Book Review: Me, Myself, and Bob

Our family was never hugely into Veggie Tales, but we saw and enjoyed enough of them to be able to sing along with the theme song, “Where Is My Hairbrush,” “Barbara Manatee,” and others. I wasn’t too crazy about their adaptations of Bible stories: I didn’t think building a silly plot around them served them well. But I enjoyed the stories that dealt with life issues that kids face, like being afraid of the dark. I was sad to see the decline of the company, Big Idea. Some years ago I read an interview with Veggie Tales creator, Phil Vischer, about what had happened, which motivated me to get his book, Me, Myself, and Bob: A True Story About Dreams, God, and Talking Vegetables,when I saw it on sale for the Kindle.

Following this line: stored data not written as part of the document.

//! Detail document reading: single files, wrapper documents, archives,
//! and directory scans.

use std::fs::File;
use std::io::{BufReader, Read, Seek};
use std::path::Path;

use tracing::{debug, info, warn};
use walkdir::WalkDir;
use zip::ZipArchive;

use crate::detail::SemanticDetail;
use crate::equivalency::{EquivalencyConfig, EquivalencyDatabase};
use crate::error::DetailError;
use crate::material::{MaterialCatalog, MaterialsConfig};

use super::writer::{CatalogExport, EquivalencyExport};

/// Parse a detail document from JSON text.
///
/// Two shapes are accepted: a bare detail object, and a wrapper object
/// carrying a `materials` array of details. Both come back as a list so
/// callers never branch on the shape.
pub fn parse_document(content: &str) -> Result<Vec<SemanticDetail>, DetailError> {
    let value: serde_json::Value = serde_json::from_str(content)?;
    if let Some(list) = value.get("materials").and_then(|m| m.as_array()) {
        let mut details = Vec::with_capacity(list.len());
        for item in list {
            details.push(serde_json::from_value(item.clone())?);
        }
        return Ok(details);
    }
    Ok(vec![serde_json::from_value(value)?])
}

/// Read one detail from a JSON file.
///
/// The file may use either document shape, but must hold exactly one
/// detail; a bundle belongs to [`read_details`].
pub fn read_detail(path: &Path) -> Result<SemanticDetail, DetailError> {
    let mut details = read_details(path)?;
    if details.len() != 1 {
        return Err(DetailError::Document(format!(
            "{} holds {} details, expected exactly one",
            path.display(),
            details.len()
        )));
    }
    Ok(details.remove(0))
}

/// Read every detail from a JSON file, in document order.
pub fn read_details(path: &Path) -> Result<Vec<SemanticDetail>, DetailError> {
    let content = std::fs::read_to_string(path)?;
    let details = parse_document(&content)?;
    debug!(path = %path.display(), details = details.len(), "read detail document");
    Ok(details)
}

/// Read every detail document bundled in a ZIP archive.
///
/// Only `.json` entries are parsed. Directories, other file types, and
/// OS metadata (`__MACOSX` trees, `.DS_Store`, AppleDouble `._` files)
/// are ignored silently, as are JSON entries that do not parse as detail
/// documents; a bundle from someone's desktop should import cleanly
/// without hand-pruning.
pub fn read_archive(path: &Path) -> Result<Vec<SemanticDetail>, DetailError> {
    let file = File::open(path)?;
    let details = read_archive_from(BufReader::new(file))?;
    info!(path = %path.display(), details = details.len(), "read detail archive");
    Ok(details)
}

/// Read detail documents from an already-open ZIP archive.
pub fn read_archive_from<R: Read + Seek>(reader: R) -> Result<Vec<SemanticDetail>, DetailError> {
    let mut archive = ZipArchive::new(reader)?;
    let mut details = Vec::new();

    for i in 0..archive.len() {
        let mut entry = archive.by_index(i)?;
        if entry.is_dir() {
            continue;
        }
        let name = entry.name().to_string();
        if !is_document_entry(&name) {
            debug!(entry = %name, "skipping non-document archive entry");
            continue;
        }
        let mut content = String::new();
        if entry.read_to_string(&mut content).is_err() {
            debug!(entry = %name, "skipping unreadable archive entry");
            continue;
        }
        match parse_document(&content) {
            Ok(parsed) => details.extend(parsed),
            Err(err) => {
                debug!(entry = %name, error = %err, "skipping unparseable archive entry");
            }
        }
    }

    Ok(details)
}

/// Whether an archive entry name looks like a detail document.
fn is_document_entry(name: &str) -> bool {
    if name.split('/').any(|part| part == "__MACOSX") {
        return false;
    }
    let file_name = name.rsplit('/').next().unwrap_or(name);
    if file_name == ".DS_Store" || file_name.starts_with("._") {
        return false;
    }
    Path::new(file_name)
        .extension()
        .is_some_and(|ext| ext.eq_ignore_ascii_case("json"))
}

/// Load a material catalog from a JSON export.
pub fn import_catalog(path: &Path) -> Result<MaterialCatalog, DetailError> {
    let content = std::fs::read_to_string(path)?;
    let export: CatalogExport = serde_json::from_str(&content)?;
    info!(
        path = %path.display(),
        materials = export.materials.len(),
        exported_at = %export.exported_at,
        "imported material catalog"
    );
    Ok(MaterialCatalog::new(MaterialsConfig {
        materials: export.materials,
    }))
}

/// Load an equivalency database from a JSON export.
pub fn import_equivalency(path: &Path) -> Result<EquivalencyDatabase, DetailError> {
    let content = std::fs::read_to_string(path)?;
    let export: EquivalencyExport = serde_json::from_str(&content)?;
    info!(
        path = %path.display(),
        families = export.families.len(),
        exported_at = %export.exported_at,
        "imported equivalency database"
    );
    Ok(EquivalencyDatabase::new(EquivalencyConfig {
        families: export.families,
    }))
}

/// Collect every parseable detail under a directory, recursively.
///
/// Unreadable and unparseable files are skipped with a log line, never
/// an error. Results are sorted by detail id so repeated scans of the
/// same tree agree.
pub fn scan_directory(dir: &Path) -> Result<Vec<SemanticDetail>, DetailError> {
    let mut details = Vec::new();

    for entry in WalkDir::new(dir).into_iter().filter_map(|e| e.ok()) {
        let path = entry.path();
        if !path.is_file() {
            continue;
        }
        if path.extension().and_then(|e| e.to_str()) != Some("json") {
            continue;
        }
        match read_details(path) {
            Ok(parsed) => details.extend(parsed),
            Err(err) => {
                warn!(path = %path.display(), error = %err, "skipping unparseable detail file");
            }
        }
    }

    details.sort_by(|a, b| a.id.cmp(&b.id));
    info!(dir = %dir.display(), details = details.len(), "scanned detail directory");
    Ok(details)
}

#[cfg(test)]
mod tests {
    use super::*;
    use std::io::{Cursor, Write};
    use zip::write::SimpleFileOptions;
    use zip::ZipWriter;

    fn detail_json(id: &str) -> String {
        format!(
            r#"{{
                "id": "{id}",
                "category": "roofing",
                "layers": [
                    {{ "id": "membrane", "material": "tpo", "thickness_mm": 1.5 }}
                ]
            }}"#
        )
    }

    fn archive_with(entries: &[(&str, &str)]) -> Cursor<Vec<u8>> {
        let mut writer = ZipWriter::new(Cursor::new(Vec::new()));
        let options = SimpleFileOptions::default();
        for (name, content) in entries {
            writer.start_file(*name, options).unwrap();
            writer.write_all(content.as_bytes()).unwrap();
        }
        let mut cursor = writer.finish().unwrap();
        cursor.set_position(0);
        cursor
    }

    #[test]
    fn test_parse_bare_detail() {
        let details = parse_document(&detail_json("roof-edge")).unwrap();
        assert_eq!(details.len(), 1);
        assert_eq!(details[0].id, "roof-edge");
        assert_eq!(details[0].layers[0].thickness_mm, 1.5);
    }

    #[test]
    fn test_parse_wrapper_document() {
        let content = format!(
            r#"{{ "materials": [{}, {}] }}"#,
            detail_json("roof-edge"),
            detail_json("parapet")
        );
        let details = parse_document(&content).unwrap();
        assert_eq!(details.len(), 2);
        assert_eq!(details[1].id, "parapet");
    }

    #[test]
    fn test_parse_rejects_non_documents() {
        assert!(parse_document("not json at all").is_err());
        assert!(parse_document(r#"{ "unrelated": true }"#).is_err());
    }

    #[test]
    fn test_archive_reads_json_entries_only() {
        let cursor = archive_with(&[
            ("details/roof-edge.json", &detail_json("roof-edge")),
            ("details/readme.txt", "not a detail"),
            ("details/parapet.json", &detail_json("parapet")),
        ]);
        let details = read_archive_from(cursor).unwrap();
        let mut ids: Vec<&str> = details.iter().map(|d| d.id.as_str()).collect();
        ids.sort();
        assert_eq!(ids, vec!["parapet", "roof-edge"]);
    }

    #[test]
    fn test_archive_ignores_os_metadata() {
        let cursor = archive_with(&[
            ("__MACOSX/details/._roof-edge.json", "apple resource fork"),
            ("details/.DS_Store", "finder cruft"),
            ("details/._parapet.json", "apple double"),
            ("details/roof-edge.json", &detail_json("roof-edge")),
        ]);
        let details = read_archive_from(cursor).unwrap();
        assert_eq!(details.len(), 1);
        assert_eq!(details[0].id, "roof-edge");
    }

    #[test]
    fn test_archive_skips_broken_json_silently() {
        let cursor = archive_with(&[
            ("broken.json", "{ truncated"),
            ("good.json", &detail_json("roof-edge")),
        ]);
        let details = read_archive_from(cursor).unwrap();
        assert_eq!(details.len(), 1);
    }

    #[test]
    fn test_non_archive_bytes_error() {
        let cursor = Cursor::new(b"definitely not a zip".to_vec());
        assert!(matches!(
            read_archive_from(cursor),
            Err(DetailError::Archive(_))
        ));
    }

    #[test]
    fn test_entry_filter() {
        assert!(is_document_entry("details/roof-edge.json"));
        assert!(is_document_entry("ROOF.JSON"));
        assert!(!is_document_entry("details/roof-edge.pdf"));
        assert!(!is_document_entry("__MACOSX/details/roof-edge.json"));
        assert!(!is_document_entry("details/._roof-edge.json"));
        assert!(!is_document_entry(".DS_Store"));
    }
}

Me Myself and BobPhil goes into his background as a shy, nerdy kid with a quirky sense of humor and interests in filming and computers which dovetailed when computer animation began to be possible. Watching MTV videos, he was enthralled with the filming but appalled at the morals (or lack of them) in many of the videos. Years later in a media conference he heard a Viacom chairman share “how he intended to hook kids with Blue’s Clues, then lead them through Nickelodeon straight to MTV.” Phil wanted to make films that God could use. “I knew God wanted me to tell stories that promoted biblical values, and I wanted to do that through any available means.”

He dropped out of college, married, worked for a computer animation company, and experimented in his spare time. I didn’t always quite follow some of the few technical parts, but I got enough to know that, with the animation equipment and software at the time, he needed characters without arms, legs, or hair. He started with a candy bar until his wife commented that moms probably wouldn’t appreciate a candy bar being the hero of the stories, so he switched to vegetables. His wife (the voice of Junior Asparagus!) and a few friends joined him in working on the idea, and eventually Veggie Tales was born. The whole process of how it came to be and then grew is pretty fascinating. Fun fact: they were aiming for moms who bought videos for their kids, but the only marketing that was done was a cardboard cutout in bookstores, which didn’t seem to draw much interest. Veggie Tales was launched into the public eye by young adults and college students working in Christian bookstores who got bored with the same videos playing on display, popped Veggie Tales in, loved it, and recommended it.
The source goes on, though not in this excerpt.